# Hello folks....



## MoroCreek (Feb 13, 2014)

Man, I sure haven't been a good member here. School has had me busier than a 3 legged cat in a sandbox! I've been browsing a bit, and you guys have really been producing some nice looking canes and staffs. I've got to piddle around on some weekends, but that's about it. I have another couple of weeks with my teaching duties, then I hope to be back of in the shop more often. I also hope to visit here more often. I learn so much from you folks. Here's one of my latest sticks... Made for a guy in Oklahoma.


----------



## cobalt (Nov 14, 2013)

Interesting shank .butterfly a nice touch .you must have been pleased with it?

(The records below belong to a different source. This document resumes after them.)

use memchr::{memchr, memchr2};

use crate::stats::CsvFileStats;

/// Outcome of advancing the cursor across one logical record.
#[derive(Debug, PartialEq, Eq)]
pub(crate) enum RecordRead<'a> {
    /// One record payload, stripped of its line terminator.
    Record(&'a [u8]),
    /// The quoting state machine went out of sync at byte `at`. The
    /// cursor has been forced to the end of the image; no local
    /// recovery is safe once this happens.
    Corrupt { at: usize },
    Eof,
}

/// Advances `offset` across exactly one RFC-4180 logical record of
/// `data`, returning the record payload without its terminating
/// newline (and without a single preceding carriage return, if any).
///
/// A `"` is significant only at a field boundary: it opens a field
/// when preceded by `,` or the record start, and inside an open field
/// it either closes it (next byte is `,`, `\r`, `\n`, or end of
/// image) or doubles as an escape. Anything else is a violation and
/// ends the stream for good.
///
/// Increments `unix_fmt` or `dos_fmt` once per returned record and
/// `non_compliant_with_rfc` once on violation.
pub(crate) fn next_record<'a>(
    data: &'a [u8],
    offset: &mut usize,
    stats: &mut CsvFileStats,
) -> RecordRead<'a> {
    let len = data.len();

    if *offset >= len {
        return RecordRead::Eof;
    }

    let start = *offset;
    let mut pos = start;
    let mut quote_open = data[pos] == b'"';
    if quote_open {
        pos += 1;
    }

    let newline = loop {
        if quote_open {
            // Inside an open quote only the next quote matters.
            let Some(found) = memchr(b'"', &data[pos..]) else {
                stats.inc_non_compliant_with_rfc();
                *offset = len;
                return RecordRead::Corrupt { at: len };
            };

            let quote = pos + found;
            let next = quote + 1;

            if next >= len || matches!(data[next], b',' | b'\r' | b'\n') {
                quote_open = false;
                pos = next;
            } else if data[next] == b'"' {
                pos = next + 1;
            } else {
                stats.inc_non_compliant_with_rfc();
                *offset = len;
                return RecordRead::Corrupt { at: quote };
            }
        } else {
            let Some(found) = memchr2(b'"', b'\n', &data[pos..]) else {
                break None;
            };

            let hit = pos + found;

            if data[hit] == b'\n' {
                break Some(hit);
            }

            // A quote mid-record is only legal at a field start.
            if data[hit - 1] == b',' {
                quote_open = true;
                pos = hit + 1;
            } else {
                stats.inc_non_compliant_with_rfc();
                *offset = len;
                return RecordRead::Corrupt { at: hit };
            }
        }
    };

    let end = newline.unwrap_or(len);
    let dos = end > start && data[end - 1] == b'\r';

    if dos {
        stats.inc_dos_fmt();
    } else {
        stats.inc_unix_fmt();
    }

    *offset = match newline {
        Some(nl) => nl + 1,
        None => len,
    };

    RecordRead::Record(&data[start..end - usize::from(dos)])
}
use std::ops::{Add, AddAssign};

use bson::{doc, Document};

/// Counters accumulated while reading one CSV stream.
///
/// Every counter is monotonic between resets. Incrementing any error
/// counter also increments `total_errors`; the line-format and
/// throughput counters do not contribute to it.
#[derive(Debug, Default, Clone, Copy, PartialEq, Eq)]
pub struct CsvFileStats {
    pub incomplete_numeric: i64,
    pub invalid_int32: i64,
    pub invalid_int64: i64,
    pub invalid_double: i64,
    pub invalid_bool: i64,
    pub invalid_date: i64,
    pub invalid_oid: i64,
    pub out_of_range: i64,
    pub non_compliant_with_metadata: i64,
    pub non_compliant_with_rfc: i64,
    pub unix_fmt: i64,
    pub dos_fmt: i64,
    pub total_errors: i64,
    pub input_size: i64,
    pub output_size: i64,
    pub records_returned: i64,
}

impl CsvFileStats {
    pub(crate) fn inc_incomplete_numeric(&mut self) {
        self.incomplete_numeric += 1;
        self.total_errors += 1;
    }

    pub(crate) fn inc_invalid_int32(&mut self) {
        self.invalid_int32 += 1;
        self.total_errors += 1;
    }

    pub(crate) fn inc_invalid_int64(&mut self) {
        self.invalid_int64 += 1;
        self.total_errors += 1;
    }

    pub(crate) fn inc_invalid_double(&mut self) {
        self.invalid_double += 1;
        self.total_errors += 1;
    }

    pub(crate) fn inc_invalid_bool(&mut self) {
        self.invalid_bool += 1;
        self.total_errors += 1;
    }

    pub(crate) fn inc_invalid_date(&mut self) {
        self.invalid_date += 1;
        self.total_errors += 1;
    }

    pub(crate) fn inc_invalid_oid(&mut self) {
        self.invalid_oid += 1;
        self.total_errors += 1;
    }

    pub(crate) fn inc_out_of_range(&mut self) {
        self.out_of_range += 1;
        self.total_errors += 1;
    }

    pub(crate) fn inc_non_compliant_with_metadata(&mut self) {
        self.non_compliant_with_metadata += 1;
        self.total_errors += 1;
    }

    pub(crate) fn inc_non_compliant_with_rfc(&mut self) {
        self.non_compliant_with_rfc += 1;
        self.total_errors += 1;
    }

    // A line in either format is not an error.
    pub(crate) fn inc_unix_fmt(&mut self) {
        self.unix_fmt += 1;
    }

    pub(crate) fn inc_dos_fmt(&mut self) {
        self.dos_fmt += 1;
    }

    /// Serializes the counters as a report document under a `csv`
    /// sub-document.
    pub fn to_document(&self) -> Document {
        doc! {
            "csv": {
                "incomplete_numeric": self.incomplete_numeric,
                "invalid_int32": self.invalid_int32,
                "invalid_int64": self.invalid_int64,
                "invalid_double": self.invalid_double,
                "invalid_bool": self.invalid_bool,
                "invalid_date": self.invalid_date,
                "invalid_oid": self.invalid_oid,
                "out_of_range": self.out_of_range,
                "non_compliant_with_metadata": self.non_compliant_with_metadata,
                "non_compliant_with_rfc": self.non_compliant_with_rfc,
                "unix_fmt": self.unix_fmt,
                "dos_fmt": self.dos_fmt,
                "total_errors": self.total_errors,
                "input_size": self.input_size,
                "output_size": self.output_size,
                "records_returned": self.records_returned,
            }
        }
    }
}

impl AddAssign for CsvFileStats {
    fn add_assign(&mut self, other: Self) {
        self.incomplete_numeric += other.incomplete_numeric;
        self.invalid_int32 += other.invalid_int32;
        self.invalid_int64 += other.invalid_int64;
        self.invalid_double += other.invalid_double;
        self.invalid_bool += other.invalid_bool;
        self.invalid_date += other.invalid_date;
        self.invalid_oid += other.invalid_oid;
        self.out_of_range += other.out_of_range;
        self.non_compliant_with_metadata += other.non_compliant_with_metadata;
        self.non_compliant_with_rfc += other.non_compliant_with_rfc;
        self.unix_fmt += other.unix_fmt;
        self.dos_fmt += other.dos_fmt;
        self.total_errors += other.total_errors;
        self.input_size += other.input_size;
        self.output_size += other.output_size;
        self.records_returned += other.records_returned;
    }
}

impl Add for CsvFileStats {
    type Output = Self;

    fn add(mut self, other: Self) -> Self {
        self += other;
        self
    }
}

Sure we all understand that your unable to pop in oftern , i`m just pleased nto doing your job or any to come to that .i havnt the time to work anymore .even the jobs i have to do get in the way of pleasure now . lol

If i`m not in the workshop its research or drawings of things i like or on here


----------



## Rad (Feb 19, 2013)

Good to hear from you MoroCreek! Nice looking stick!


----------



## CV3 (Jan 30, 2014)

Nice stick thanks for sharing.


----------



## MJC4 (Mar 6, 2014)

Sweet sticks. :thumbsu: Wish I could find some twisted sticks around here.


----------



## MoroCreek (Feb 13, 2014)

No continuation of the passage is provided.